© Tsekyi Thür

Some words about me

This information is sure not necessary to collect the kerosene/paraffin lamps, but I think it would be interesting to get to know the person behind this website and what made him start collecting.

My name is Harutyun Hanciogullari. By now you will know that I am not a native of Germany. Since my name is a tongue twister, all friends and acquaintances, including my family, have always called me "Arto" by the nickname. I was born in Istanbul in 1951 as the son of Armenian parents. After graduating from high school and studying engineering for two years in Istanbul, I came to Germany at the age of 20 to study chemistry, and since then I have named Germany my second home country. After studying, doing a doctorate and after long years of work in a large chemical company, I am now retired and can better concentrate on my collecting activities.

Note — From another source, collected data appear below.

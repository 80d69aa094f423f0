//! Crawler module for page fetching and processing
//!
//! This module contains the core harvesting logic, including:
//! - HTTP fetching with retry logic and global rate limiting
//! - Listing and detail page parsing
//! - Page-number scheduling and the worker pool
//! - Overall run coordination

mod coordinator;
mod fetcher;
mod parser;
mod rate_limiter;
mod scheduler;
mod worker;

pub use coordinator::{run_harvest, Coordinator};
pub use fetcher::{build_http_client, Backoff, FailureKind, FetchResult, Fetcher, RetryPolicy};
pub use parser::{
    parse_detail, parse_listing, DetailFields, DetailSelectors, ListingSelectors, ParseError,
    ParsedListing,
};
pub use rate_limiter::RateLimiter;
pub use scheduler::{PageRange, PageScheduler, Settled};
pub use worker::{process_page, spawn_workers, WorkQueue, WorkerContext};

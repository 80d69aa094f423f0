//! Page workers
//!
//! Each worker pulls page numbers from the shared queue and runs one page
//! through fetch, parse and validation, producing a [`PageOutcome`]. Page
//! failures are values, never panics; a worker only stops when the queue is
//! closed and empty, the result channel is gone, or the run is cancelled.

use crate::crawler::fetcher::{FailureKind, FetchResult, Fetcher};
use crate::crawler::parser::{parse_detail, parse_listing, DetailSelectors, ListingSelectors};
use crate::record::{PageError, PageOutcome, PageRequest, RawRecord, Record, RecordValidator};
use std::sync::Arc;
use tokio::sync::{mpsc, Mutex};
use tokio::task::JoinHandle;
use tokio_util::sync::CancellationToken;

/// Shared, read-only state every worker needs
#[derive(Debug)]
pub struct WorkerContext {
    pub fetcher: Fetcher,
    pub listing: ListingSelectors,

    /// Present when detail pages should be fetched for each record
    pub detail: Option<DetailSelectors>,
}

/// Receiving half of the work queue, shared by all workers
pub type WorkQueue = Arc<Mutex<mpsc::UnboundedReceiver<PageRequest>>>;

/// Runs a single page through the pipeline
pub async fn process_page(ctx: &WorkerContext, request: PageRequest) -> PageOutcome {
    let page = request.page_number;

    let url = match ctx.fetcher.page_url(page) {
        Ok(url) => url,
        Err(e) => {
            tracing::error!(page, error = %e, "cannot build page URL");
            return PageOutcome::failed(
                page,
                PageError::Fetch {
                    kind: FailureKind::InvalidUrl.as_str().to_string(),
                    status_code: None,
                },
            );
        }
    };

    let body = match ctx.fetcher.fetch_url(&url).await {
        FetchResult::Success { body, .. } => body,
        failure @ FetchResult::Failure { .. } => {
            return PageOutcome::failed(page, page_error(&failure));
        }
    };

    let parsed = match parse_listing(&body, &ctx.listing) {
        Ok(parsed) => parsed,
        Err(e) => {
            tracing::warn!(page, url = %url, error = %e, "page could not be parsed");
            return PageOutcome::failed(page, PageError::Parse(e.to_string()));
        }
    };

    let validator = RecordValidator::new(url);
    let mut records = Vec::with_capacity(parsed.records.len());
    let mut rejected = 0;

    for raw in &parsed.records {
        match validator.validate(raw) {
            Ok(record) => records.push(record),
            Err(rejection) => {
                rejected += 1;
                tracing::warn!(
                    page,
                    reason = rejection.reason(),
                    detail = %rejection,
                    raw = ?raw,
                    "record rejected"
                );
            }
        }
    }

    if let Some(selectors) = &ctx.detail {
        let mut enriched = Vec::with_capacity(records.len());
        for record in records {
            enriched.push(enrich_record(&ctx.fetcher, selectors, record).await);
        }
        records = enriched;
    }

    PageOutcome {
        page_number: page,
        records,
        rejected,
        has_more_pages: parsed.has_more_pages,
        error: None,
    }
}

/// Maps a failed fetch to a page error
fn page_error(failure: &FetchResult) -> PageError {
    match failure {
        FetchResult::Failure {
            status_code: Some(status_code),
            ..
        } if failure.is_not_found() => PageError::NotFound {
            status_code: *status_code,
        },
        FetchResult::Failure {
            kind, status_code, ..
        } => PageError::Fetch {
            kind: kind.as_str().to_string(),
            status_code: *status_code,
        },
        FetchResult::Success { status_code, .. } => PageError::Fetch {
            kind: "unexpected_success".to_string(),
            status_code: Some(*status_code),
        },
    }
}

/// Fills in title and availability from the record's detail page
///
/// Any failure keeps the listing values.
async fn enrich_record(fetcher: &Fetcher, selectors: &DetailSelectors, record: Record) -> Record {
    let body = match fetcher.fetch_url(&record.url).await {
        FetchResult::Success { body, .. } => body,
        FetchResult::Failure { kind, status_code, .. } => {
            tracing::warn!(
                url = %record.url,
                kind = %kind,
                status = ?status_code,
                "detail page unavailable, keeping listing values"
            );
            return record;
        }
    };

    let detail = match parse_detail(&body, selectors) {
        Ok(detail) => detail,
        Err(e) => {
            tracing::warn!(url = %record.url, error = %e, "detail page could not be parsed");
            return record;
        }
    };

    let merged = RawRecord {
        title: detail
            .title
            .filter(|t| !t.trim().is_empty())
            .or_else(|| Some(record.title.clone())),
        price_text: Some(record.price.to_string()),
        availability_text: detail
            .availability_text
            .filter(|t| !t.trim().is_empty())
            .or_else(|| Some(record.availability.as_str().to_string())),
        rating_text: Some(record.rating.to_string()),
        detail_url: Some(record.url.to_string()),
    };

    match RecordValidator::new(record.url.clone()).validate(&merged) {
        Ok(enriched) => enriched,
        Err(rejection) => {
            tracing::warn!(url = %record.url, reason = rejection.reason(), "detail values rejected");
            record
        }
    }
}

/// Spawns `count` workers sharing one queue and one result channel
///
/// The caller's `results` sender is moved in; once every worker has exited
/// the result channel closes.
pub fn spawn_workers(
    count: usize,
    ctx: Arc<WorkerContext>,
    queue: WorkQueue,
    results: mpsc::UnboundedSender<PageOutcome>,
    cancel: CancellationToken,
) -> Vec<JoinHandle<()>> {
    (0..count)
        .map(|id| {
            tokio::spawn(worker_loop(
                id,
                ctx.clone(),
                queue.clone(),
                results.clone(),
                cancel.clone(),
            ))
        })
        .collect()
}

async fn worker_loop(
    id: usize,
    ctx: Arc<WorkerContext>,
    queue: WorkQueue,
    results: mpsc::UnboundedSender<PageOutcome>,
    cancel: CancellationToken,
) {
    loop {
        let request = {
            let mut queue = queue.lock().await;
            tokio::select! {
                biased;
                _ = cancel.cancelled() => None,
                request = queue.recv() => request,
            }
        };

        let Some(request) = request else {
            break;
        };

        tracing::debug!(worker = id, page = request.page_number, "picked up page");
        let outcome = process_page(&ctx, request).await;

        if results.send(outcome).is_err() {
            break;
        }
    }

    tracing::debug!(worker = id, "worker exiting");
}

#[cfg(test)]
mod tests {
    use super::*;
    use crate::config::SelectorConfig;
    use crate::crawler::fetcher::{Backoff, RetryPolicy};
    use crate::crawler::rate_limiter::RateLimiter;
    use crate::record::{Availability, Rating};
    use std::time::Duration;
    use wiremock::matchers::{method, path};
    use wiremock::{Mock, MockServer, ResponseTemplate};

    const LISTING: &str = r#"
        <html><body>
        <article class="product_pod">
          <h3><a href="a-light-in-the-attic/index.html" title="A Light in the Attic">A Light...</a></h3>
          <p class="star-rating Three"></p>
          <p class="price_color">£51.77</p>
          <p class="instock availability">In stock</p>
        </article>
        <article class="product_pod">
          <h3><a href="no-price/index.html" title="No Price">No Price</a></h3>
          <p class="star-rating One"></p>
          <p class="instock availability">In stock</p>
        </article>
        <ul class="pager"><li class="next"><a href="page-2.html">next</a></li></ul>
        </body></html>
    "#;

    fn context(server: &MockServer, details: bool) -> WorkerContext {
        let selectors = SelectorConfig::default();
        let policy = RetryPolicy {
            max_attempts: 2,
            timeout: Duration::from_secs(5),
            backoff: Backoff::Fixed(Duration::from_millis(10)),
        };
        let fetcher = Fetcher::new(
            reqwest::Client::new(),
            format!("{}/catalogue/page-{{}}.html", server.uri()),
            policy,
            Arc::new(RateLimiter::new(Duration::ZERO)),
        );

        WorkerContext {
            fetcher,
            listing: ListingSelectors::from_config(&selectors).unwrap(),
            detail: details.then(|| DetailSelectors::from_config(&selectors).unwrap()),
        }
    }

    #[tokio::test]
    async fn test_process_page_validates_records() {
        let server = MockServer::start().await;
        Mock::given(method("GET"))
            .and(path("/catalogue/page-1.html"))
            .respond_with(ResponseTemplate::new(200).set_body_string(LISTING))
            .mount(&server)
            .await;

        let ctx = context(&server, false);
        let outcome = process_page(&ctx, PageRequest::new(1)).await;

        assert!(outcome.is_success());
        assert!(outcome.has_more_pages);
        assert_eq!(outcome.rejected, 1);
        assert_eq!(outcome.records.len(), 1);

        let record = &outcome.records[0];
        assert_eq!(record.title, "A Light in the Attic");
        assert_eq!(record.price.to_string(), "51.77");
        assert_eq!(record.availability, Availability::InStock);
        assert_eq!(record.rating, Rating::Stars(3));
        assert_eq!(
            record.url.as_str(),
            format!("{}/catalogue/a-light-in-the-attic/index.html", server.uri())
        );
    }

    #[tokio::test]
    async fn test_process_page_not_found() {
        let server = MockServer::start().await;
        Mock::given(method("GET"))
            .respond_with(ResponseTemplate::new(404))
            .expect(1)
            .mount(&server)
            .await;

        let ctx = context(&server, false);
        let outcome = process_page(&ctx, PageRequest::new(7)).await;

        assert_eq!(outcome.page_number, 7);
        assert!(!outcome.is_success());
        assert!(outcome.error.as_ref().is_some_and(|e| e.is_not_found()));
    }

    #[tokio::test]
    async fn test_process_page_server_error_is_fetch_failure() {
        let server = MockServer::start().await;
        Mock::given(method("GET"))
            .respond_with(ResponseTemplate::new(500))
            .expect(2)
            .mount(&server)
            .await;

        let ctx = context(&server, false);
        let outcome = process_page(&ctx, PageRequest::new(1)).await;

        assert_eq!(
            outcome.error,
            Some(PageError::Fetch {
                kind: "http_error".to_string(),
                status_code: Some(500),
            })
        );
    }

    #[tokio::test]
    async fn test_process_page_rejects_non_html() {
        let server = MockServer::start().await;
        Mock::given(method("GET"))
            .respond_with(ResponseTemplate::new(200).set_body_string("{\"books\": []}"))
            .mount(&server)
            .await;

        let ctx = context(&server, false);
        let outcome = process_page(&ctx, PageRequest::new(1)).await;

        assert!(matches!(outcome.error, Some(PageError::Parse(_))));
    }

    #[tokio::test]
    async fn test_detail_page_enrichment() {
        let server = MockServer::start().await;
        Mock::given(method("GET"))
            .and(path("/catalogue/page-1.html"))
            .respond_with(ResponseTemplate::new(200).set_body_string(LISTING))
            .mount(&server)
            .await;
        Mock::given(method("GET"))
            .and(path("/catalogue/a-light-in-the-attic/index.html"))
            .respond_with(ResponseTemplate::new(200).set_body_string(
                r#"<div class="product_main">
                     <h1>A Light in the Attic (Anniversary Edition)</h1>
                     <p class="availability">Out of stock</p>
                   </div>"#,
            ))
            .mount(&server)
            .await;

        let ctx = context(&server, true);
        let outcome = process_page(&ctx, PageRequest::new(1)).await;

        let record = &outcome.records[0];
        assert_eq!(record.title, "A Light in the Attic (Anniversary Edition)");
        assert_eq!(record.availability, Availability::OutOfStock);
        assert_eq!(record.rating, Rating::Stars(3));
    }

    #[tokio::test]
    async fn test_failed_detail_page_keeps_listing_values() {
        let server = MockServer::start().await;
        Mock::given(method("GET"))
            .and(path("/catalogue/page-1.html"))
            .respond_with(ResponseTemplate::new(200).set_body_string(LISTING))
            .mount(&server)
            .await;
        Mock::given(method("GET"))
            .and(path("/catalogue/a-light-in-the-attic/index.html"))
            .respond_with(ResponseTemplate::new(404))
            .mount(&server)
            .await;

        let ctx = context(&server, true);
        let outcome = process_page(&ctx, PageRequest::new(1)).await;

        assert!(outcome.is_success());
        assert_eq!(outcome.records[0].title, "A Light in the Attic");
        assert_eq!(outcome.records[0].availability, Availability::InStock);
    }

    #[tokio::test]
    async fn test_workers_drain_queue_then_exit() {
        let server = MockServer::start().await;
        Mock::given(method("GET"))
            .respond_with(ResponseTemplate::new(200).set_body_string(LISTING))
            .expect(6)
            .mount(&server)
            .await;

        let (work_tx, work_rx) = mpsc::unbounded_channel();
        let (result_tx, mut result_rx) = mpsc::unbounded_channel();
        for page in 1..=6 {
            work_tx.send(PageRequest::new(page)).unwrap();
        }
        drop(work_tx);

        let handles = spawn_workers(
            3,
            Arc::new(context(&server, false)),
            Arc::new(Mutex::new(work_rx)),
            result_tx,
            CancellationToken::new(),
        );

        let mut pages = Vec::new();
        while let Some(outcome) = result_rx.recv().await {
            pages.push(outcome.page_number);
        }
        pages.sort_unstable();
        assert_eq!(pages, vec![1, 2, 3, 4, 5, 6]);

        for handle in handles {
            handle.await.unwrap();
        }
    }

    #[tokio::test]
    async fn test_cancelled_workers_stop_taking_work() {
        let server = MockServer::start().await;
        Mock::given(method("GET"))
            .respond_with(ResponseTemplate::new(200).set_body_string(LISTING))
            .expect(0)
            .mount(&server)
            .await;

        let (work_tx, work_rx) = mpsc::unbounded_channel();
        let (result_tx, mut result_rx) = mpsc::unbounded_channel();
        for page in 1..=4 {
            work_tx.send(PageRequest::new(page)).unwrap();
        }

        let cancel = CancellationToken::new();
        cancel.cancel();

        spawn_workers(
            2,
            Arc::new(context(&server, false)),
            Arc::new(Mutex::new(work_rx)),
            result_tx,
            cancel,
        );

        assert!(result_rx.recv().await.is_none());
        drop(work_tx);
    }
}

Collecting has fascinated and occupied me for most of my life. I can say I'm a collector out of passion, the kind who always has to collect something, be it just beautiful pebbles and shells on the beach. After initial collecting areas (postage stamps, cigarette boxes), when I was around 15-16 years old I came to a really nice collecting area as a schoolboy, which basically continues to this day; namely the collection of beautiful, valuable, old, antiquarian books. One can already guess that this area requires much larger financial resources than the amateurish collecting of postage stamps or even empty cigarette boxes. Old books beautifully bound in leather and illustrated with copper or steel engravings are not cheap. So it is understandable that this collecting area only really got going when I started working for my company as a newly graduated chemist.

My interest in old kerosene/paraffin lamps was awakened only a few years ago when I visited an old friend from Istanbul, Ara Kebapcioglu, in Paris in the summer of 2011.

Ara and I have known each other since our time together 1970-71 at the then American engineering college Robert College in Istanbul (now Bosporus University). He is an Armenian like me. We came to Germany together in 1971, after the student unrest in Istanbul, to study chemistry here in peace. But after a while our ways parted; he wanted to study in Frankfurt, whereas I wanted to study in Marburg. After a few years in Germany, he immigrated to Paris; and we've lost sight of each other for good.

And now, after 40 years, I wanted to visit Ara in Paris and show my second wife Maria Antonietta Paris, because she had never been to this beautiful city. It was a beautiful summer day in June 2011 when I parked my car in front of Ara's little shop in Paris. After an exuberant greeting, I went into his shop and could hardly breathe out of sheer fascination and enthusiasm! Ara runs a small but exclusive shop for old lamps (he had long since given up studying chemistry and made his field of interest his profession). His shop was overflowing with beautiful old lamps; the wooden shelves on the walls burst under lamps; the ceiling was barely visible from the hanging lamps. A few electrified lamps emitted a subdued light that was reflected hundreds of times by the other lamp bodies ... I imagined myself in a fairytale palace of 1001 Night stories, where wonderful, magical objects with their manifold, golden glittering colours immediately cast a spell over every visitor... At that moment, "Virus petrolensis" took possession of me, that is perfectly clear to me in retrospect.


Shortly afterwards I started collecting kerosene/paraffin lamps. Completely unsuspecting at the beginning, I had to laboriously acquire the necessary knowledge, strain Ara's patience with hundreds of questions and pay a lot of money by buying the wrong lamps. But it was very worthwhile in other respects: I got to know other lamp collectors who have greatly enriched my social environment with their friendliness, helpfulness and generosity.

Exactly ten years have passed since then; and from June 2011 to June 2021 I collected exactly 365 kerosene/paraffin lamps, small and large, cheap and expensive, simple and richly equipped, but always beautiful kerosene/paraffin lamps for me! Why exactly 365 lamps? Well, this “magic” number (a lamp for each day of the year) signalled to me that I should stop now for good. After my 365th lamp (acquired in April 2018), I bought more lamps, but only to replace some of the lamps I bought much earlier, which no longer fit into this beautiful collection due to their very simple shape. But I would like to continue to stick to the total of 365. My collection is therefore celebrating its tenth anniversary now, in June 2021, and I am giving to my collection (and of course to me personally) this website as an anniversary gift!

What does a collector want with his collected beauties? Some collectors write books about their collections. Museums hold special exhibitions and issue exhibition catalogues. I also know collectors who have founded their very own lamp museums. In any case, the desire to make your own collected treasures available to other people is a decisive factor in such ventures. And I am one of those collectors who want to show their collectibles, their trophies, so that other people can admire them, appreciate their beauty, and appreciate their value. That is why I came up with the idea to make my lamps with their photos and history accessible to all people who are interested in kerosene/paraffin lamps on a website. Shortly afterwards I also wanted to provide information that could be helpful to interested beginners in this field of collection, just because useful literature or other sources are very rare. This is how this website was created.